Background: Intraperitoneal injection of all-trans retinoic acid (ATRA) results in a reduction of blood pressure in spontaneously hypertensive rats. However, the mechanisms are not clear. We hypothesized that ATRA may relax resistance arteries. Results: In this study, we found that ATRA relaxes preconstricted mesenteric arterial rings induced by phenylephrine (PhE) which is abrogated by removal of the endothelium.
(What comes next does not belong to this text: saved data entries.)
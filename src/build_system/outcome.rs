// Per-candidate run outcomes and the aggregate verdict folded from them

use std::path::{Path, PathBuf};
use std::time::Duration;

use chrono::{DateTime, Utc};
use serde::{Deserialize, Serialize};

use crate::build_system::error::{BuildResult, BuildSystemError};
use crate::build_system::process::ProcessOutput;

/// Success iff the exit code is zero
#[derive(Debug, Clone, Copy, PartialEq, Eq, Serialize, Deserialize)]
pub enum Classification {
    Success,
    Failure,
}

/// Result of one external invocation for one candidate file
#[derive(Debug, Clone, Serialize, Deserialize)]
pub struct RunOutcome {
    pub candidate: PathBuf,
    pub output_file: Option<PathBuf>,
    pub exit_code: i32,
    #[serde(skip)]
    pub stdout: Vec<u8>,
    #[serde(skip)]
    pub stderr: Vec<u8>,
    pub duration: Duration,
}

impl RunOutcome {
    pub fn from_output(candidate: &Path, output_file: Option<PathBuf>, output: ProcessOutput) -> Self {
        Self {
            candidate: candidate.to_path_buf(),
            output_file,
            exit_code: output.exit_code,
            stdout: output.stdout,
            stderr: output.stderr,
            duration: output.duration,
        }
    }

    pub fn classification(&self) -> Classification {
        if self.exit_code == 0 {
            Classification::Success
        } else {
            Classification::Failure
        }
    }

    pub fn succeeded(&self) -> bool {
        self.classification() == Classification::Success
    }

    /// `ProcessFailed` naming `tool` unless the run succeeded
    pub fn ensure_success(&self, tool: &str) -> BuildResult<()> {
        if self.succeeded() {
            Ok(())
        } else {
            Err(BuildSystemError::ProcessFailed {
                tool: tool.to_string(),
                exit_code: self.exit_code,
            })
        }
    }

    pub fn stdout_lossy(&self) -> String {
        String::from_utf8_lossy(&self.stdout).into_owned()
    }

    pub fn stderr_lossy(&self) -> String {
        String::from_utf8_lossy(&self.stderr).into_owned()
    }
}

/// Batch-level conclusion: counts plus the policy-applied proceed/abort flag
#[derive(Debug, Clone, Serialize, Deserialize)]
pub struct AggregateVerdict {
    pub total: usize,
    pub succeeded: usize,
    pub failed: usize,
    /// True when the caller may proceed, false when the batch must be reported as failed
    pub proceed: bool,
    /// Set when the whole pass was skipped by configuration
    pub skipped: bool,
    pub outcomes: Vec<RunOutcome>,
}

impl AggregateVerdict {
    /// Fold outcomes into a verdict. Failures abort unless `tolerate_failures` is set.
    pub fn fold(outcomes: Vec<RunOutcome>, tolerate_failures: bool) -> Self {
        let total = outcomes.len();
        let succeeded = outcomes.iter().filter(|o| o.succeeded()).count();
        let failed = total - succeeded;

        Self {
            total,
            succeeded,
            failed,
            proceed: failed == 0 || tolerate_failures,
            skipped: false,
            outcomes,
        }
    }

    pub fn skipped() -> Self {
        Self {
            total: 0,
            succeeded: 0,
            failed: 0,
            proceed: true,
            skipped: true,
            outcomes: Vec::new(),
        }
    }

    /// Turn an abort verdict into `BatchFailed`, keeping a proceed verdict
    pub fn into_result(self) -> BuildResult<Self> {
        if self.proceed {
            Ok(self)
        } else {
            Err(BuildSystemError::BatchFailed(self.summary()))
        }
    }

    /// One-line human-readable summary
    pub fn summary(&self) -> String {
        if self.skipped {
            return "skipped".to_string();
        }
        format!(
            "{} processed, {} succeeded, {} failed",
            self.total, self.succeeded, self.failed
        )
    }
}

/// Serialized form of a finished batch, written by the CLI with `--report`
#[derive(Debug, Clone, Serialize, Deserialize)]
pub struct BatchReport {
    pub goal: String,
    pub finished_at: DateTime<Utc>,
    pub verdict: AggregateVerdict,
}

impl BatchReport {
    pub fn new(goal: impl Into<String>, verdict: AggregateVerdict) -> Self {
        Self {
            goal: goal.into(),
            finished_at: Utc::now(),
            verdict,
        }
    }

    pub fn to_json(&self) -> serde_json::Result<String> {
        serde_json::to_string_pretty(self)
    }
}
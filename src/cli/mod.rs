// Command-line front end for dartbuild

pub mod build_cli;

pub use build_cli::{run_build_cli, BuildCli, BuildCommand, ConfigAction};
// Command-line interface for dartbuild
// Loads the configuration, applies flag overrides and drives one goal per invocation

use std::error::Error;
use std::fs;
use std::io::{self, Write};
use std::path::{Path, PathBuf};

use clap::{Parser, Subcommand};
use colored::*;

use crate::build_system::{
    dart2js_template, resolve_script, vm_template, AggregateVerdict, BatchReport, BuildConfig,
    CompilationOrchestrator, CompileSettings, DartSdk, PackageManager, PubSettings, RunOutcome,
    ScriptRunner, SdkTool, DEFAULT_CONFIG_FILE,
};
use crate::testing::{conclude, TestOrchestrator, TestSettings};

/// dartbuild command-line interface
#[derive(Parser, Debug)]
#[command(name = "dartbuild")]
#[command(about = "Incremental dart2js compilation and Dart test runner")]
#[command(version)]
pub struct BuildCli {
    /// Configuration file (defaults to ./dartbuild.toml when present)
    #[arg(long, short, global = true)]
    pub config: Option<PathBuf>,

    /// Enable debug logging
    #[arg(long, short, global = true, conflicts_with = "quiet")]
    pub verbose: bool,

    /// Only log warnings and errors
    #[arg(long, short, global = true)]
    pub quiet: bool,

    #[command(subcommand)]
    pub command: BuildCommand,
}

#[derive(Subcommand, Debug)]
pub enum BuildCommand {
    /// Compile stale Dart sources to JavaScript
    Compile {
        /// Empty the output directory and recompile everything
        #[arg(long)]
        force: bool,

        /// Skip compilation entirely
        #[arg(long)]
        skip: bool,

        /// Timestamp tolerance in milliseconds
        #[arg(long)]
        stale_millis: Option<u64>,

        /// Compile only this entry file, relative to the source directory
        #[arg(long)]
        bundle_entry: Option<PathBuf>,

        /// Write a JSON report of the pass
        #[arg(long)]
        report: Option<PathBuf>,
    },

    /// Run every Dart test script
    Test {
        #[arg(long)]
        skip_tests: bool,

        /// Succeed even when no test file is found
        #[arg(long)]
        allow_no_tests: bool,

        /// Log test failures without failing
        #[arg(long)]
        ignore_failures: bool,

        /// Write a JSON report of the pass
        #[arg(long)]
        report: Option<PathBuf>,
    },

    /// Run a Dart script with the VM
    Run {
        /// Script path, relative to the source directory
        script: Option<PathBuf>,
    },

    /// Install or update package dependencies
    Pub {
        /// Run `pub update` instead of `pub install`
        #[arg(long)]
        update: bool,
    },

    /// Show the Dart SDK in use
    Env,

    /// Manage the configuration file
    Config {
        #[command(subcommand)]
        action: ConfigAction,
    },
}

#[derive(Subcommand, Debug)]
pub enum ConfigAction {
    /// Generate a default configuration file
    Init {
        #[arg(long, default_value = DEFAULT_CONFIG_FILE)]
        output: PathBuf,

        /// Overwrite an existing file
        #[arg(long)]
        force: bool,
    },

    /// Print the effective configuration
    Show,
}

impl BuildCli {
    /// Install the logger. `RUST_LOG` still takes precedence.
    pub fn init_logging(&self) {
        let level = if self.verbose {
            log::LevelFilter::Debug
        } else if self.quiet {
            log::LevelFilter::Warn
        } else {
            log::LevelFilter::Info
        };

        let _ = env_logger::Builder::new()
            .filter_level(level)
            .format_timestamp(None)
            .parse_default_env()
            .try_init();
    }

    pub fn execute(&self) -> Result<(), Box<dyn Error>> {
        match &self.command {
            BuildCommand::Config { action } => self.execute_config(action),
            _ => {
                let config = self.effective_config()?;
                config.validate()?;
                self.execute_goal(&config)
            }
        }
    }

    fn execute_goal(&self, config: &BuildConfig) -> Result<(), Box<dyn Error>> {
        match &self.command {
            BuildCommand::Compile { report, .. } => self.execute_compile(config, report.as_deref()),
            BuildCommand::Test { report, .. } => self.execute_test(config, report.as_deref()),
            BuildCommand::Run { .. } => self.execute_run(config),
            BuildCommand::Pub { .. } => self.execute_pub(config),
            BuildCommand::Env => self.execute_env(config),
            BuildCommand::Config { action } => self.execute_config(action),
        }
    }

    /// Configuration file values with the command-line flags applied on top
    pub fn effective_config(&self) -> Result<BuildConfig, Box<dyn Error>> {
        let mut config = match &self.config {
            Some(path) => BuildConfig::load_from_file(path)?,
            None if Path::new(DEFAULT_CONFIG_FILE).is_file() => {
                BuildConfig::load_from_file(DEFAULT_CONFIG_FILE)?
            }
            None => BuildConfig::default(),
        };
        self.apply_overrides(&mut config);
        Ok(config)
    }

    fn apply_overrides(&self, config: &mut BuildConfig) {
        match &self.command {
            BuildCommand::Compile {
                force,
                skip,
                stale_millis,
                bundle_entry,
                ..
            } => {
                config.compile.force |= *force;
                config.compile.skip |= *skip;
                if let Some(millis) = stale_millis {
                    config.compile.stale_millis = *millis;
                }
                if let Some(entry) = bundle_entry {
                    config.compile.bundle_entry = Some(entry.clone());
                }
            }
            BuildCommand::Test {
                skip_tests,
                allow_no_tests,
                ignore_failures,
                ..
            } => {
                config.test.skip_tests |= *skip_tests;
                if *allow_no_tests {
                    config.test.fail_if_no_tests = false;
                }
                config.test.ignore_failures |= *ignore_failures;
            }
            BuildCommand::Run { script } => {
                if let Some(script) = script {
                    config.script.script = Some(script.clone());
                }
            }
            BuildCommand::Pub { update } => {
                config.package_manager.update |= *update;
            }
            BuildCommand::Env | BuildCommand::Config { .. } => {}
        }
    }

    fn locate_sdk(&self, config: &BuildConfig) -> Result<DartSdk, Box<dyn Error>> {
        let sdk_directory = config.sdk_directory();
        Ok(DartSdk::locate(sdk_directory.as_deref())?)
    }

    fn execute_compile(&self, config: &BuildConfig, report: Option<&Path>) -> Result<(), Box<dyn Error>> {
        if config.compile.skip {
            println!("{} dart2js skipped", "ℹ️".blue());
            return Ok(());
        }

        let sdk = self.locate_sdk(config)?;
        let template = dart2js_template(sdk.require(SdkTool::Dart2Js)?, config);
        let orchestrator = CompilationOrchestrator::new(CompileSettings::from_config(config));

        let verdict = match orchestrator.run(&template) {
            Ok(verdict) => verdict,
            Err(e) => {
                write_outcomes(&mut io::stdout(), e.completed_outcomes())?;
                return Err(e.into());
            }
        };
        write_verdict(&mut io::stdout(), "dart2js", &verdict)?;
        write_report(report, "compile", &verdict)?;
        verdict.into_result()?;
        Ok(())
    }

    fn execute_test(&self, config: &BuildConfig, report: Option<&Path>) -> Result<(), Box<dyn Error>> {
        let settings = TestSettings::from_config(config);
        if settings.skip_tests {
            println!("{} Tests are skipped", "ℹ️".blue());
            return Ok(());
        }

        let sdk = self.locate_sdk(config)?;
        let template = vm_template(sdk.require(SdkTool::Dart)?, config);
        let orchestrator = TestOrchestrator::new(settings);

        let verdict = match orchestrator.run(&template) {
            Ok(verdict) => verdict,
            Err(e) => {
                write_outcomes(&mut io::stdout(), e.completed_outcomes())?;
                return Err(e.into());
            }
        };
        write_verdict(&mut io::stdout(), "tests", &verdict)?;
        write_report(report, "test", &verdict)?;
        conclude(verdict)?;
        Ok(())
    }

    fn execute_run(&self, config: &BuildConfig) -> Result<(), Box<dyn Error>> {
        let script = config
            .script
            .script
            .as_deref()
            .ok_or("No script given: pass SCRIPT or set script.script")?;
        let script = resolve_script(config, script);

        let sdk = self.locate_sdk(config)?;
        let template = vm_template(sdk.require(SdkTool::Dart)?, config);

        let outcome = ScriptRunner::new().execute(&template, &script)?;
        print_streams(&outcome);
        outcome.ensure_success("Dart")?;
        Ok(())
    }

    fn execute_pub(&self, config: &BuildConfig) -> Result<(), Box<dyn Error>> {
        let settings = PubSettings::from_config(config);
        if settings.skip {
            println!("{} pub skipped", "ℹ️".blue());
            return Ok(());
        }

        let sdk = self.locate_sdk(config)?;
        let pub_executable = sdk.require(SdkTool::Pub)?;
        let command = settings.command;

        if let Some(outcome) = PackageManager::new(settings).run(pub_executable)? {
            print_streams(&outcome);
        }
        println!("{} pub {} completed", "✅".green(), command);
        Ok(())
    }

    fn execute_env(&self, config: &BuildConfig) -> Result<(), Box<dyn Error>> {
        let sdk = self.locate_sdk(config)?;
        println!("{} Dart SDK", "📊".blue());
        println!("   Location: {}", sdk.root().display());
        println!("   Version:  {}", sdk.version());

        for tool in [SdkTool::Dart, SdkTool::Dart2Js, SdkTool::Pub] {
            match sdk.require(tool) {
                Ok(path) => println!("   {} {}: {}", "✅".green(), tool, path.display()),
                Err(e) => println!("   {} {}", "❌".red(), e),
            }
        }
        Ok(())
    }

    fn execute_config(&self, action: &ConfigAction) -> Result<(), Box<dyn Error>> {
        match action {
            ConfigAction::Init { output, force } => {
                if output.exists() && !force {
                    return Err(format!(
                        "Configuration file {} already exists. Use --force to overwrite.",
                        output.display()
                    )
                    .into());
                }
                BuildConfig::default().save_to_file(output)?;
                println!("{} Generated configuration file: {}", "📝".green(), output.display());
                Ok(())
            }
            ConfigAction::Show => {
                let config = self.effective_config()?;
                print!("{}", toml::to_string_pretty(&config)?);
                Ok(())
            }
        }
    }
}

/// Per-candidate outcomes first, then the aggregate line
fn write_verdict<W: Write>(out: &mut W, goal: &str, verdict: &AggregateVerdict) -> io::Result<()> {
    write_outcomes(out, &verdict.outcomes)?;

    let summary = format!("{}: {}", goal, verdict.summary());
    if verdict.failed == 0 {
        writeln!(out, "{}", summary.green())
    } else if verdict.proceed {
        writeln!(out, "{}", summary.yellow())
    } else {
        writeln!(out, "{}", summary.red())
    }
}

/// One status line per outcome, followed by whatever the process printed
fn write_outcomes<W: Write>(out: &mut W, outcomes: &[RunOutcome]) -> io::Result<()> {
    for outcome in outcomes {
        if outcome.succeeded() {
            writeln!(out, "{} {}", "✅".green(), outcome.candidate.display())?;
        } else {
            writeln!(
                out,
                "{} {} (exit code {})",
                "❌".red(),
                outcome.candidate.display(),
                outcome.exit_code
            )?;
        }
        out.write_all(&outcome.stdout)?;
        out.write_all(&outcome.stderr)?;
    }
    Ok(())
}

fn print_streams(outcome: &RunOutcome) {
    if !outcome.stdout.is_empty() {
        print!("{}", outcome.stdout_lossy());
    }
    if !outcome.stderr.is_empty() {
        eprint!("{}", outcome.stderr_lossy());
    }
}

fn write_report(path: Option<&Path>, goal: &str, verdict: &AggregateVerdict) -> Result<(), Box<dyn Error>> {
    let Some(path) = path else {
        return Ok(());
    };
    let json = BatchReport::new(goal, verdict.clone()).to_json()?;
    fs::write(path, json)?;
    log::info!("Report written to {}", path.display());
    Ok(())
}

/// Parse the command line, install logging and run the requested goal
pub fn run_build_cli() -> Result<(), Box<dyn Error>> {
    let cli = BuildCli::parse();
    cli.init_logging();
    cli.execute()
}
Pretreatment of endothelium-intact arterial rings with an inhibitor of endothelial nitric oxide synthase (eNOS), L-NAME, or an inhibitor of soluble guanylyl cyclase (sGC), ODQ, reduced the vasorelaxant effect of ATRA. Incubation of mesenteric arterial rings with ATRA increased the production of NO and cyclic guanosine monophosphate (cGMP) which was blocked by L-NAME. The vasorelaxant effect of ATRA was markedly attenuated in the presence of a small- (apamin) and large-conductance calcium-activated potassium channel blocker (charybdotoxin), but not by an inhibitor of voltage dependent potassium channel (4-aminopynidine), or an inhibitor of ATP sensitive potassium channel (glibenclamide). Activation of retinoic acid receptors (RAR) with CH55 or retinoic X receptors (RXR) with LGD1069 induced the vasorelaxation of mesenteric arterial rings preconstricted by PhE. The RAR (BMS493) and RXR (UVI3003) antagonists blocked the ATRA-induced vasorelaxation. Conclusions: We conclude that ATRA relaxes resistance vessels, via both RAR and RXR receptors that is mediated by the endothelium-dependent NO-cGMP pathway.